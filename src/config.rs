//! Configuration file handling.
//!
//! This module handles loading `.cacus.toml`, merging it with the
//! command line, and producing the [`RunConfig`] the pipeline runs with.

use crate::cli::{parse_delimiter, Args, OutputFormat};
use crate::error::CacusError;
use crate::models::ColumnOrder;
use anyhow::{Context, Result};
use serde::{Deserialize, Serialize};
use std::path::{Path, PathBuf};

/// Name of the configuration file looked up in the current directory.
pub const CONFIG_FILE_NAME: &str = ".cacus.toml";

/// Root configuration structure.
#[derive(Debug, Clone, Default, PartialEq, Serialize, Deserialize)]
pub struct Config {
    /// Output settings.
    #[serde(default)]
    pub output: OutputConfig,

    /// Aggregation settings.
    #[serde(default)]
    pub aggregate: AggregateConfig,
}

/// Output file settings.
#[derive(Debug, Clone, PartialEq, Serialize, Deserialize)]
pub struct OutputConfig {
    /// Default output file path.
    #[serde(default = "default_output")]
    pub path: String,

    /// Column delimiter.
    #[serde(default = "default_delimiter")]
    pub delimiter: String,

    /// Column layout.
    #[serde(default)]
    pub columns: ColumnOrder,

    /// Output format.
    #[serde(default)]
    pub format: OutputFormat,
}

impl Default for OutputConfig {
    fn default() -> Self {
        Self {
            path: default_output(),
            delimiter: default_delimiter(),
            columns: ColumnOrder::default(),
            format: OutputFormat::default(),
        }
    }
}

fn default_output() -> String {
    "./compliance_results.csv".to_string()
}

fn default_delimiter() -> String {
    ",".to_string()
}

/// Aggregation settings.
#[derive(Debug, Clone, PartialEq, Serialize, Deserialize)]
pub struct AggregateConfig {
    /// Merge per-host rows by check name and result.
    #[serde(default)]
    pub enabled: bool,

    /// Widen the separator between merged entries to follow multi-line values.
    #[serde(default = "default_true")]
    pub padding: bool,
}

impl Default for AggregateConfig {
    fn default() -> Self {
        Self {
            enabled: false,
            padding: true,
        }
    }
}

fn default_true() -> bool {
    true
}

/// Everything the pipeline needs for one run.
#[derive(Debug, Clone, PartialEq, Eq)]
pub struct RunConfig {
    pub input: PathBuf,
    pub output: PathBuf,
    pub delimiter: u8,
    pub aggregate: bool,
    pub padded: bool,
    pub columns: ColumnOrder,
    pub format: OutputFormat,
}

impl Config {
    /// Load configuration from a file path.
    pub fn load(path: &Path) -> Result<Self> {
        let content = std::fs::read_to_string(path)
            .with_context(|| format!("Failed to read config file: {}", path.display()))?;

        let config: Config = toml::from_str(&content)
            .with_context(|| format!("Failed to parse config file: {}", path.display()))?;

        Ok(config)
    }

    /// Try to load configuration from the default location.
    ///
    /// Returns `Ok(None)` if the file doesn't exist, `Err` if it exists but can't be parsed.
    pub fn load_default() -> Result<Option<Self>> {
        let default_path = Path::new(CONFIG_FILE_NAME);

        if default_path.exists() {
            Ok(Some(Self::load(default_path)?))
        } else {
            Ok(None)
        }
    }

    /// Merge this configuration with CLI arguments.
    ///
    /// CLI arguments take precedence over config file settings.
    /// This method only overrides config when CLI provides explicit values.
    pub fn merge_with_args(&mut self, args: &Args) {
        if let Some(ref output) = args.output_file {
            self.output.path = output.display().to_string();
        }
        if let Some(ref delimiter) = args.delimiter {
            self.output.delimiter = delimiter.clone();
        }
        if let Some(columns) = args.columns {
            self.output.columns = columns;
        }
        if let Some(format) = args.format {
            self.output.format = format;
        }

        // Flags always override
        if args.aggregate {
            self.aggregate.enabled = true;
        }
        if args.no_padding {
            self.aggregate.padding = false;
        }
    }

    /// Resolve the settings for a run over `input`.
    pub fn to_run_config(&self, input: PathBuf) -> Result<RunConfig, CacusError> {
        let delimiter =
            parse_delimiter(&self.output.delimiter).map_err(CacusError::InvalidConfig)?;

        Ok(RunConfig {
            input,
            output: PathBuf::from(&self.output.path),
            delimiter,
            aggregate: self.aggregate.enabled,
            padded: self.aggregate.padding,
            columns: self.output.columns,
            format: self.output.format,
        })
    }

    /// Generate a default configuration file content.
    pub fn default_toml() -> String {
        let config = Config::default();
        toml::to_string_pretty(&config).unwrap_or_else(|_| String::new())
    }
}

#[cfg(test)]
mod tests {
    use super::*;
    use clap::Parser;

    #[test]
    fn test_default_config() {
        let config = Config::default();
        assert_eq!(config.output.path, "./compliance_results.csv");
        assert_eq!(config.output.delimiter, ",");
        assert_eq!(config.output.columns, ColumnOrder::HostFirst);
        assert!(!config.aggregate.enabled);
        assert!(config.aggregate.padding);
    }

    #[test]
    fn test_parse_config() {
        let toml_content = r#"
[output]
path = "out.tsv"
delimiter = "tab"
columns = "check-first"
format = "json"

[aggregate]
enabled = true
"#;

        let config: Config = toml::from_str(toml_content).unwrap();
        assert_eq!(config.output.path, "out.tsv");
        assert_eq!(config.output.delimiter, "tab");
        assert_eq!(config.output.columns, ColumnOrder::CheckFirst);
        assert_eq!(config.output.format, OutputFormat::Json);
        assert!(config.aggregate.enabled);
        assert!(config.aggregate.padding);
    }

    #[test]
    fn test_cli_overrides_config() {
        let mut config: Config = toml::from_str(
            r#"
[output]
delimiter = ";"
columns = "check-first"
"#,
        )
        .unwrap();

        let args = Args::try_parse_from([
            "cacus",
            "-i",
            "scan.nessus",
            "-o",
            "report.csv",
            "--aggregate",
            "--no-padding",
        ])
        .unwrap();
        config.merge_with_args(&args);

        let run = config.to_run_config(PathBuf::from("scan.nessus")).unwrap();
        assert_eq!(run.output, PathBuf::from("report.csv"));
        assert_eq!(run.delimiter, b';');
        assert_eq!(run.columns, ColumnOrder::CheckFirst);
        assert!(run.aggregate);
        assert!(!run.padded);
    }

    #[test]
    fn test_invalid_delimiter_in_config() {
        let mut config = Config::default();
        config.output.delimiter = "::".to_string();

        let err = config.to_run_config(PathBuf::from("scan.nessus")).unwrap_err();
        assert!(matches!(err, CacusError::InvalidConfig(_)));
    }

    #[test]
    fn test_load_from_file() {
        let dir = tempfile::tempdir().unwrap();
        let path = dir.path().join(CONFIG_FILE_NAME);
        std::fs::write(&path, "[aggregate]\nenabled = true\npadding = false\n").unwrap();

        let config = Config::load(&path).unwrap();
        assert!(config.aggregate.enabled);
        assert!(!config.aggregate.padding);
        assert_eq!(config.output, OutputConfig::default());
    }

    #[test]
    fn test_default_toml_generation() {
        let toml_str = Config::default_toml();
        assert!(toml_str.contains("[output]"));
        assert!(toml_str.contains("[aggregate]"));

        let parsed: Config = toml::from_str(&toml_str).unwrap();
        assert_eq!(parsed, Config::default());
    }
}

TRY IT: Read the records above. Show each line that has the string "values".

SOLUTION TO THIS PROBLEM:
    /// Widen the separator between merged entries to follow multi-line values.
    /// This method only overrides config when CLI provides explicit values.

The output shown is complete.